#### Material supplied ####
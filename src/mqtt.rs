use std::time::Duration;

use log::{debug, error, info};
use rumqttc::{MqttOptions, QoS};

use crate::config;
use crate::sink::ReportSink;

/// Published retained so a subscriber joining late still sees the state.
const RETAINED_REPORTS: &[&str] = &["lock"];

#[derive(Debug, Clone)]
pub struct MqttClient {
    client: rumqttc::AsyncClient,
    publisher_id: String,
    topic_path: String,
}

impl MqttClient {
    pub fn new(config: &config::MqttConfig) -> (Self, rumqttc::EventLoop) {
        let publisher_id = config
            .publisher_id
            .as_ref()
            .unwrap_or(&"lockwatch-rs".to_string())
            .to_string();

        let mut mqttoptions = MqttOptions::new(
            publisher_id.clone(),
            config.host.clone(),
            config.port.unwrap_or(1883),
        );

        mqttoptions.set_keep_alive(Duration::from_secs(config.keep_alive_seconds.unwrap_or(5)));

        if let (Some(username), Some(password)) =
            (config.username.as_ref(), config.password.as_ref())
        {
            mqttoptions.set_credentials(username.clone(), password.clone());
        }

        let (client, eventloop) = rumqttc::AsyncClient::new(mqttoptions, 10);

        (
            MqttClient {
                client,
                publisher_id,
                topic_path: config.topic_path.clone().unwrap_or("lockwatch".to_string()),
            },
            eventloop,
        )
    }

    /// Drives the connection. Publishes only leave the process while this runs.
    pub async fn event_loop(eventloop: &mut rumqttc::EventLoop) {
        loop {
            match eventloop.poll().await {
                Ok(notification) => match notification {
                    rumqttc::Event::Incoming(rumqttc::Packet::ConnAck(_)) => {
                        info!("Connected to MQTT broker");
                    }
                    rumqttc::Event::Incoming(rumqttc::Packet::PubAck(_)) => {
                        debug!("Publish acknowledged");
                    }
                    _ => {}
                },
                Err(e) => {
                    error!("Error polling MQTT event loop: {:?}", e);
                    // the event loop reconnects on the next poll
                    tokio::time::sleep(Duration::from_secs(1)).await;
                }
            }
        }
    }

    pub fn topic(&self, name: &str) -> String {
        format!(
            "{}/{}/{}",
            self.topic_path,
            self.publisher_id,
            sanitize_name(name)
        )
    }

    pub async fn disconnect(&self) -> Result<(), rumqttc::ClientError> {
        debug!("Disconnecting MQTT client");
        self.client.disconnect().await
    }
}

impl ReportSink for MqttClient {
    fn report(&mut self, name: &str, value: &str) {
        let topic = self.topic(name);
        let retain = RETAINED_REPORTS.contains(&name);
        debug!("Publishing {} to {}", value, topic);
        if let Err(err) = self
            .client
            .try_publish(topic, QoS::AtMostOnce, retain, value.as_bytes().to_vec())
        {
            error!("Error publishing {}={}: {:?}", name, value, err);
        }
    }
}

fn sanitize_name(name: &str) -> String {
    // Remove any non-alphanumeric characters and replace spaces with underscores
    name.to_lowercase()
        .chars()
        .map(|c| if c.is_alphanumeric() { c } else { '_' })
        .collect::<String>()
}
use std::time::Duration;

use btleplug::api::{
    Central as _, CentralEvent, Peripheral as _, PeripheralProperties, ScanFilter,
    bleuuid::uuid_from_u16,
};
use btleplug::platform::{Adapter, PeripheralId};
use futures::StreamExt as _;
use log::{debug, info, warn};
use mac_address::MacAddress;

use crate::advertisement::AdvertisingRecord;
use crate::decoder::MIBEACON_UUID16;
use crate::dispatcher::Dispatcher;
use crate::mqtt::MqttClient;
use crate::presence::Timestamp;

pub struct Manager {
    adapter: Adapter,
    mqtt_client: MqttClient,
    mqtt_event_loop: rumqttc::EventLoop,
    dispatcher: Dispatcher<MqttClient>,
    tick: Duration,
}

fn event_peripheral(event: &CentralEvent) -> Option<&PeripheralId> {
    match event {
        CentralEvent::DeviceDiscovered(id)
        | CentralEvent::DeviceUpdated(id)
        | CentralEvent::ManufacturerDataAdvertisement { id, .. }
        | CentralEvent::ServiceDataAdvertisement { id, .. }
        | CentralEvent::ServicesAdvertisement { id, .. } => Some(id),
        _ => None,
    }
}

fn clamp_rssi(properties: Option<PeripheralProperties>) -> i8 {
    properties
        .and_then(|p| p.rssi)
        .map(|rssi| rssi.clamp(i8::MIN as i16, i8::MAX as i16) as i8)
        .unwrap_or(0)
}

/// Turns one adapter event into an advertising record and dispatches it.
async fn handle_btle_event(
    adapter: &Adapter,
    dispatcher: &mut Dispatcher<MqttClient>,
    event: CentralEvent,
) -> Result<(), btleplug::Error> {
    let Some(id) = event_peripheral(&event) else {
        return Ok(());
    };

    let peripheral = adapter.peripheral(id).await?;
    let address = MacAddress::new(peripheral.address().into_inner());
    let rssi = clamp_rssi(peripheral.properties().await?);

    let mibeacon_uuid = uuid_from_u16(MIBEACON_UUID16);
    let record = match &event {
        CentralEvent::ServiceDataAdvertisement { service_data, .. } => {
            service_data
                .get(&mibeacon_uuid)
                .and_then(|data| {
                    AdvertisingRecord::from_service_data(address, MIBEACON_UUID16, data, rssi)
                })
                .unwrap_or_else(|| AdvertisingRecord::sighting(address, rssi))
        }
        _ => AdvertisingRecord::sighting(address, rssi),
    };

    dispatcher.dispatch(&record);
    Ok(())
}

impl Manager {
    pub fn new(
        adapter: Adapter,
        mqtt_client: MqttClient,
        mqtt_event_loop: rumqttc::EventLoop,
        dispatcher: Dispatcher<MqttClient>,
        tick: Duration,
    ) -> Self {
        Manager {
            adapter,
            mqtt_client,
            mqtt_event_loop,
            dispatcher,
            tick,
        }
    }

    pub async fn run_loop(self) -> anyhow::Result<()> {
        let Manager {
            adapter,
            mqtt_client,
            mut mqtt_event_loop,
            mut dispatcher,
            tick,
        } = self;

        adapter.start_scan(ScanFilter::default()).await?;
        info!("Scanning....");

        tokio::task::spawn(async move {
            MqttClient::event_loop(&mut mqtt_event_loop).await;
        });

        let mut events = adapter.events().await?;
        // btleplug only reports changes, so the window is also checked on a timer
        let mut ticker = tokio::time::interval(tick);

        loop {
            tokio::select! {
                event = events.next() => match event {
                    Some(event) => {
                        if let Err(err) = handle_btle_event(&adapter, &mut dispatcher, event).await {
                            warn!("Error handling BTLE event: {:?}", err);
                        }
                    }
                    None => {
                        info!("No more events");
                        break;
                    }
                },
                _ = ticker.tick() => dispatcher.tick(Timestamp::now()),
            }
        }
        debug!("Exiting manager event loop");

        adapter.stop_scan().await?;
        mqtt_client.disconnect().await?;

        Ok(())
    }
}
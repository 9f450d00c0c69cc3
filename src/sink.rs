use std::io::Write;

use log::error;
use serde_derive::Serialize;

/// Receives named readings. Delivery is fire-and-forget: implementations
/// deal with their own failures.
pub trait ReportSink {
    fn report(&mut self, name: &str, value: &str);
}

#[derive(Debug, Serialize)]
struct ReportLine<'a> {
    name: &'a str,
    value: &'a str,
}

/// Writes every report as a single line of JSON.
pub struct JsonLinesSink<W: Write> {
    out: W,
}

impl<W: Write> JsonLinesSink<W> {
    pub fn new(out: W) -> Self {
        JsonLinesSink { out }
    }

    fn write_line(&mut self, line: &ReportLine<'_>) -> std::io::Result<()> {
        serde_json::to_writer(&mut self.out, line)?;
        self.out.write_all(b"\n")?;
        self.out.flush()
    }

    #[cfg(test)]
    pub fn into_inner(self) -> W {
        self.out
    }
}

impl<W: Write> ReportSink for JsonLinesSink<W> {
    fn report(&mut self, name: &str, value: &str) {
        if let Err(err) = self.write_line(&ReportLine { name, value }) {
            error!("Error writing report {}={}: {:?}", name, value, err);
        }
    }
}

#[cfg(test)]
impl ReportSink for Vec<(String, String)> {
    fn report(&mut self, name: &str, value: &str) {
        self.push((name.to_string(), value.to_string()));
    }
}

#[cfg(test)]
mod tests {
    use super::*;

    #[test]
    fn test_json_lines() {
        let mut sink = JsonLinesSink::new(Vec::new());
        sink.report("lock", "1");
        sink.report("temperature", "21.5");
        let output = String::from_utf8(sink.into_inner()).unwrap();
        assert_eq!(
            output,
            "{\"name\":\"lock\",\"value\":\"1\"}\n{\"name\":\"temperature\",\"value\":\"21.5\"}\n"
        );
    }
}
####
Work instruction :: Copy out each line of the listing that holds the word "config".

Solution to the problem ::
use crate::config;
    pub fn new(config: &config::MqttConfig) -> (Self, rumqttc::EventLoop) {
        let publisher_id = config
            config.host.clone(),
            config.port.unwrap_or(1883),
        mqttoptions.set_keep_alive(Duration::from_secs(config.keep_alive_seconds.unwrap_or(5)));
            (config.username.as_ref(), config.password.as_ref())
                topic_path: config.topic_path.clone().unwrap_or("lockwatch".to_string()),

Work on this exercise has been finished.